[Data entries]
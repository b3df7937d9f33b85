//! Snapshot Hashing
//!
//! Every snapshot carries the SHA-256 of the model it was taken from, and
//! client views recompute it before accepting the snapshot.

use sha2::{Digest, Sha256};

/// 32-byte SHA-256 digest of a game model.
pub type StateHash = [u8; 32];

/// Field-by-field hasher for the game model.
///
/// Order of updates is significant. Strings are length prefixed so adjacent
/// fields can never alias.
pub struct StateHasher {
    hasher: Sha256,
}

impl StateHasher {
    /// Start a hash under `domain`.
    pub fn new(domain: &[u8]) -> Self {
        let mut hasher = Sha256::new();
        hasher.update(domain);
        Self { hasher }
    }

    /// Hasher for session snapshots.
    pub fn for_snapshot() -> Self {
        Self::new(b"CODEX_TABLE_SNAPSHOT_V1")
    }

    /// Mix in one byte.
    #[inline]
    pub fn update_u8(&mut self, value: u8) {
        self.hasher.update([value]);
    }

    /// Mix in a `u32`, little-endian.
    #[inline]
    pub fn update_u32(&mut self, value: u32) {
        self.hasher.update(value.to_le_bytes());
    }

    /// Mix in a `u64`, little-endian.
    #[inline]
    pub fn update_u64(&mut self, value: u64) {
        self.hasher.update(value.to_le_bytes());
    }

    /// Mix in an `i32`, little-endian.
    #[inline]
    pub fn update_i32(&mut self, value: i32) {
        self.hasher.update(value.to_le_bytes());
    }

    /// Mix in an `i64`, little-endian.
    #[inline]
    pub fn update_i64(&mut self, value: i64) {
        self.hasher.update(value.to_le_bytes());
    }

    /// Mix in a flag as one byte.
    #[inline]
    pub fn update_bool(&mut self, value: bool) {
        self.update_u8(value as u8);
    }

    /// Length-prefixed UTF-8.
    #[inline]
    pub fn update_str(&mut self, value: &str) {
        self.update_u32(value.len() as u32);
        self.hasher.update(value.as_bytes());
    }

    /// Finish and return the digest.
    pub fn finalize(self) -> StateHash {
        self.hasher.finalize().into()
    }
}

/// First eight bytes of a hash, hex encoded, for log lines.
pub fn short_hex(hash: &StateHash) -> String {
    hex::encode(&hash[..8])
}
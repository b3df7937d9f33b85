//! Placement rules
//!
//! The session asks a [`RuleEvaluator`] whether a placement is legal and what
//! it is worth. The evaluator runs synchronously inside the session's
//! critical section; [`evaluate_guarded`] turns a panicking evaluator into an
//! ordinary rejection so a faulty rule set can never take a session down.

use std::collections::BTreeMap;
use std::panic::{catch_unwind, AssertUnwindSafe};

use thiserror::Error;

use super::card::{Card, Corner, Symbol};
use super::codex::{Codex, Position};

/// Why a placement is illegal.
#[derive(Error, Debug, Clone, PartialEq, Eq)]
pub enum PlacementError {
    #[error("position ({row}, {col}) is already occupied")]
    Occupied { row: i32, col: i32 },

    #[error("position ({row}, {col}) does not touch any placed card")]
    NotReachable { row: i32, col: i32 },

    #[error("placement would cover a hidden corner")]
    CoversHiddenCorner,

    #[error("requirements not respected")]
    RequirementsNotRespected,

    #[error("starter cards only go at the origin")]
    StarterMisplaced,

    #[error("rule evaluation failed")]
    EvaluationFailed,
}

/// A proposed placement.
#[derive(Clone, Debug)]
pub struct Placement<'a> {
    pub card: &'a Card,
    pub face_up: bool,
    pub position: Position,
}

/// What a legal placement changes.
#[derive(Clone, Debug, Default, PartialEq, Eq)]
pub struct PlacementOutcome {
    /// Points gained by the player.
    pub points: u32,
    /// Visible symbol counts after the placement.
    pub symbols: BTreeMap<Symbol, u32>,
}

/// The rule-evaluation collaborator.
pub trait RuleEvaluator: Send + Sync {
    /// Judge a placement against a codex. Must not mutate anything.
    fn evaluate(&self, codex: &Codex, placement: &Placement<'_>) -> Result<PlacementOutcome, PlacementError>;

    /// Whether any card of `hand` fits anywhere on `codex`, on either side.
    fn has_legal_placement(&self, codex: &Codex, hand: &[Card]) -> bool;
}

/// Call the evaluator, counting a panic as an illegal placement.
pub fn evaluate_guarded(
    rules: &dyn RuleEvaluator,
    codex: &Codex,
    placement: &Placement<'_>,
) -> Result<PlacementOutcome, PlacementError> {
    match catch_unwind(AssertUnwindSafe(|| rules.evaluate(codex, placement))) {
        Ok(result) => result,
        Err(_) => {
            tracing::error!(card = placement.card.id, "rule evaluator panicked");
            Err(PlacementError::EvaluationFailed)
        }
    }
}

/// Legal-move check with the same panic policy.
pub fn has_legal_placement_guarded(rules: &dyn RuleEvaluator, codex: &Codex, hand: &[Card]) -> bool {
    catch_unwind(AssertUnwindSafe(|| rules.has_legal_placement(codex, hand))).unwrap_or(false)
}

/// The standard placement rules.
#[derive(Clone, Copy, Debug, Default)]
pub struct StandardRules;

impl StandardRules {
    fn check_position(codex: &Codex, position: Position) -> Result<(), PlacementError> {
        if codex.is_occupied(position) {
            return Err(PlacementError::Occupied { row: position.row, col: position.col });
        }

        let mut touches = false;
        for (corner, neighbour) in position.diagonals() {
            if let Some(placed) = codex.get(neighbour) {
                touches = true;
                // the neighbour's corner pointing back at us gets covered
                if placed.corner(corner.opposite()) == Corner::Hidden {
                    return Err(PlacementError::CoversHiddenCorner);
                }
            }
        }

        if touches {
            Ok(())
        } else {
            Err(PlacementError::NotReachable { row: position.row, col: position.col })
        }
    }
}

impl RuleEvaluator for StandardRules {
    fn evaluate(&self, codex: &Codex, placement: &Placement<'_>) -> Result<PlacementOutcome, PlacementError> {
        let card = placement.card;

        if card.is_starter() || codex.is_empty() {
            if !(card.is_starter() && codex.is_empty() && placement.position == Position::ORIGIN) {
                return Err(PlacementError::StarterMisplaced);
            }
        } else {
            Self::check_position(codex, placement.position)?;
        }

        if placement.face_up && card.is_gold() {
            let counts = codex.symbol_counts();
            let met = card.requirement.iter().all(|(kingdom, needed)| {
                counts.get(&Symbol::Kingdom(*kingdom)).copied().unwrap_or(0) >= u32::from(*needed)
            });
            if !met {
                return Err(PlacementError::RequirementsNotRespected);
            }
        }

        let mut after = codex.clone();
        after.place(card.clone(), placement.face_up, placement.position);

        Ok(PlacementOutcome {
            points: if placement.face_up { card.points } else { 0 },
            symbols: after.symbol_counts(),
        })
    }

    fn has_legal_placement(&self, codex: &Codex, hand: &[Card]) -> bool {
        let frontier = codex.frontier();
        hand.iter().any(|card| {
            frontier.iter().any(|position| {
                // face down is requirement-free, so position legality decides
                let placement = Placement { card, face_up: false, position: *position };
                self.evaluate(codex, &placement).is_ok()
            })
        })
    }
}

// =============================================================================
// TESTS
// =============================================================================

§ Problem to solve:
Go to the line with "pub fn finalize(self)" in the entries above and repeat every line from there through the line with "inside the session's", exactly and with no other text.

§ Answer to the problem:
    pub fn finalize(self) -> StateHash {
        self.hasher.finalize().into()
    }
}

/// First eight bytes of a hash, hex encoded, for log lines.
pub fn short_hex(hash: &StateHash) -> String {
    hex::encode(&hash[..8])
}
repository b3df7937d9f33b85
//! Placement rules
//!
//! The session asks a [`RuleEvaluator`] whether a placement is legal and what
//! it is worth. The evaluator runs synchronously inside the session's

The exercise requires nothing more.